En cuarto lugar, de ser cierto que se estuvieran utilizando productos jabonosos para la limpieza de las calles en Sada, que hacían el suelo resbaladizo, en la fecha en la que Doña Modesta resbaló y cayó al suelo, sufriendo lesiones, resultaría inexplicable que no hubieran resbalado más personas en las calles que se estaban limpiando, o, más en concreto, en los pasos de peatones -no se tiene constancia de ello y de haberse producido dichos hechos no dudamos de que habría constancia en autos-
Por último no es objeto de discusión el hecho de que Doña Modesta resbaló y se cayó en un paso de peatones, pues lo que es objeto de debate es si dicho resbalón y caída se produjo por una actuación imprudente de la entidad demandada, que, como ya dijimos, y también resolvió la sentencia de instancia, no está acreditado.
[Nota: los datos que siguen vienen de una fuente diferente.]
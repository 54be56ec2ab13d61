use std::fmt;

use thiserror::Error;

use crate::store::StoreError;

pub const MATCH_NOT_FOUND: &str = "Matching member not found.";
pub const MULTIPLE_MEMBERS: &str = "multiple members found.";
pub const MULTIPLE_ORGANIZATIONS: &str = "Multiple organization records found for user.";

/// The engine entry point that raised an error; reported back in error details.
#[derive(Debug, Clone, Copy, PartialEq, Eq, Hash)]
pub enum EligibilityMethod {
    Standard,
    Alternate,
    Overeligibility,
    ClientSpecific,
    NoDob,
    Multistep,
    GetById,
    GetByOrgIdentity,
    CreateVerificationForUser,
    DeactivateVerificationForUser,
    CreateTestMemberRecords,
    Basic,
    Employer,
    HealthPlan,
    PreEligibility,
}

impl EligibilityMethod {
    pub fn as_str(&self) -> &'static str {
        match self {
            Self::Standard => "standard",
            Self::Alternate => "alternate",
            Self::Overeligibility => "overeligibility",
            Self::ClientSpecific => "client-specific",
            Self::NoDob => "no-dob",
            Self::Multistep => "multistep",
            Self::GetById => "get-by-id",
            Self::GetByOrgIdentity => "get-by-org-identity",
            Self::CreateVerificationForUser => "create-verification-for-user",
            Self::DeactivateVerificationForUser => "deactivate-verification-for-user",
            Self::CreateTestMemberRecords => "create-test-member-records",
            Self::Basic => "basic",
            Self::Employer => "employer",
            Self::HealthPlan => "healthplan",
            Self::PreEligibility => "pre-eligibility",
        }
    }
}

impl fmt::Display for EligibilityMethod {
    fn fmt(&self, f: &mut fmt::Formatter<'_>) -> fmt::Result {
        f.write_str(self.as_str())
    }
}

#[derive(Debug, Error)]
pub enum EligibilityError {
    #[error("{message}")]
    Match {
        method: EligibilityMethod,
        message: String,
    },
    #[error("{message}")]
    MatchMultiple {
        method: EligibilityMethod,
        message: String,
    },
    #[error("{message}")]
    MemberSearch {
        method: EligibilityMethod,
        message: String,
    },
    #[error("{0}")]
    GetMatch(String),
    #[error("{0}")]
    IdentityMatch(String),
    #[error("{message}")]
    Validation {
        method: Option<EligibilityMethod>,
        message: String,
        /// Offending request fields.
        fields: Vec<String>,
    },
    #[error("{0}")]
    ClientSpecificConfiguration(String),
    #[error(
        "This client specific check is currently unavailable due to an upstream error: [{implementation}] {cause}"
    )]
    UpstreamClientSpecific {
        implementation: String,
        cause: String,
    },
    #[error("Could not find a member with provided credentials.")]
    ClientSpecificMatch { implementation: String },
    #[error("{0}")]
    NoDobMatch(String),
    #[error("Organization not found: {0}")]
    OrganizationNotFound(i64),
    #[error("{0}")]
    CreateVerification(String),
    #[error("{0}")]
    RecordAlreadyClaimed(String),
    #[error("{0}")]
    DeactivateVerification(String),
    #[error("this operation is not permitted in production")]
    ForbiddenInProduction { method: EligibilityMethod },
    /// v1 and v2 member tables disagree.
    #[error("{0}")]
    Inconsistent(String),
    #[error(transparent)]
    Store(#[from] StoreError),
}

pub type EligibilityResult<T> = Result<T, EligibilityError>;

impl EligibilityError {
    pub fn not_found(method: EligibilityMethod) -> Self {
        Self::Match {
            method,
            message: MATCH_NOT_FOUND.to_string(),
        }
    }

    pub fn inactive_organization(method: EligibilityMethod) -> Self {
        Self::Match {
            method,
            message: format!(
                "Member record(s) found by {method} belong to inactive organization."
            ),
        }
    }

    pub fn multiple(method: EligibilityMethod) -> Self {
        Self::MatchMultiple {
            method,
            message: MULTIPLE_MEMBERS.to_string(),
        }
    }

    pub fn no_dob_match() -> Self {
        Self::NoDobMatch("Could not find a member with email and name.".to_string())
    }

    pub fn validation(
        method: Option<EligibilityMethod>,
        message: impl Into<String>,
        fields: &[&str],
    ) -> Self {
        Self::Validation {
            method,
            message: message.into(),
            fields: fields.iter().map(|field| field.to_string()).collect(),
        }
    }

    pub fn method(&self) -> Option<EligibilityMethod> {
        match self {
            Self::Match { method, .. }
            | Self::MatchMultiple { method, .. }
            | Self::MemberSearch { method, .. }
            | Self::ForbiddenInProduction { method } => Some(*method),
            Self::Validation { method, .. } => *method,
            Self::GetMatch(_) => Some(EligibilityMethod::GetById),
            Self::IdentityMatch(_) => Some(EligibilityMethod::GetByOrgIdentity),
            Self::ClientSpecificConfiguration(_)
            | Self::UpstreamClientSpecific { .. }
            | Self::ClientSpecificMatch { .. } => Some(EligibilityMethod::ClientSpecific),
            Self::NoDobMatch(_) => Some(EligibilityMethod::NoDob),
            Self::OrganizationNotFound(_) => Some(EligibilityMethod::CreateTestMemberRecords),
            Self::CreateVerification(_) | Self::RecordAlreadyClaimed(_) => {
                Some(EligibilityMethod::CreateVerificationForUser)
            }
            Self::DeactivateVerification(_) => {
                Some(EligibilityMethod::DeactivateVerificationForUser)
            }
            Self::Inconsistent(_) | Self::Store(_) => None,
        }
    }
}
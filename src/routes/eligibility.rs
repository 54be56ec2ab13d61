use axum::{extract::State, Json};

use crate::engine::pre_eligibility::PreEligibilityCheck;
use crate::engine::query::QueryParams;
use crate::engine::{
    AlternateCheck, ClientSpecificCheck, MultistepCheck, NoDobCheck, OvereligibilityCheck,
    StandardCheck,
};
use crate::error::AppResult;
use crate::state::AppState;

use super::wire::{MemberListMessage, MemberMessage, PreEligibilityMessage};

pub async fn check_standard(
    State(state): State<AppState>,
    Json(payload): Json<StandardCheck>,
) -> AppResult<Json<MemberMessage>> {
    let member = state.service.check_standard(&payload).await?;
    Ok(Json(member.into()))
}

pub async fn check_alternate(
    State(state): State<AppState>,
    Json(payload): Json<AlternateCheck>,
) -> AppResult<Json<MemberMessage>> {
    let member = state.service.check_alternate(&payload).await?;
    Ok(Json(member.into()))
}

pub async fn check_overeligibility(
    State(state): State<AppState>,
    Json(payload): Json<OvereligibilityCheck>,
) -> AppResult<Json<MemberListMessage>> {
    let members = state.service.check_overeligibility(&payload).await?;
    Ok(Json(members.into()))
}

pub async fn check_no_dob(
    State(state): State<AppState>,
    Json(payload): Json<NoDobCheck>,
) -> AppResult<Json<MemberMessage>> {
    let member = state.service.check_no_dob(&payload).await?;
    Ok(Json(member.into()))
}

pub async fn check_multistep(
    State(state): State<AppState>,
    Json(payload): Json<MultistepCheck>,
) -> AppResult<Json<MemberMessage>> {
    let member = state.service.check_multistep(&payload).await?;
    Ok(Json(member.into()))
}

pub async fn check_client_specific(
    State(state): State<AppState>,
    Json(payload): Json<ClientSpecificCheck>,
) -> AppResult<Json<MemberMessage>> {
    let member = state.service.check_client_specific(&payload).await?;
    Ok(Json(member.into()))
}

pub async fn check_basic(
    State(state): State<AppState>,
    Json(payload): Json<QueryParams>,
) -> AppResult<Json<MemberListMessage>> {
    let members = state.service.check_basic(&payload).await?;
    Ok(Json(members.into()))
}

pub async fn check_employer(
    State(state): State<AppState>,
    Json(payload): Json<QueryParams>,
) -> AppResult<Json<MemberMessage>> {
    let member = state.service.check_employer(&payload).await?;
    Ok(Json(member.into()))
}

pub async fn check_healthplan(
    State(state): State<AppState>,
    Json(payload): Json<QueryParams>,
) -> AppResult<Json<MemberMessage>> {
    let member = state.service.check_healthplan(&payload).await?;
    Ok(Json(member.into()))
}

pub async fn check_pre_eligibility(
    State(state): State<AppState>,
    Json(payload): Json<PreEligibilityCheck>,
) -> AppResult<Json<PreEligibilityMessage>> {
    let result = state.service.check_pre_eligibility(&payload).await?;
    Ok(Json(result.into()))
}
La caída de una persona en la calle, al resbalar, como en este caso, en un paso de peatones, hay que atribuirla a los pequeños riesgos que la vida obliga a soportar, sin que podemos olvidarnos de que el riesgo de caída en la vía pública por encontrarse el suelo mojado se puede producir no sólo por la limpieza de las calles sino también por la lluvia que mantiene mojadas, en sitios como Galicia, durante muchos meses al año, las calles de ciudades y pueblos.
Por los motivos expuestos procede la desestimación del recurso de apelación.
Fallo
Que, desestimando el recurso de apelación interpuesto por la representación procesal de Doña Modesta, contra la sentencia dictada por el Juzgado de Primera Instancia nº 3 de Ferrol, en los autos núm. 84/2018, debemos confirmar y confirmamos en todos sus extremos la referida resolución; con imposición de las costas de esta alzada a la parte apelante.
Así, por esta nuestra Sentencia, lo pronunciamos, mandamos y firmamos.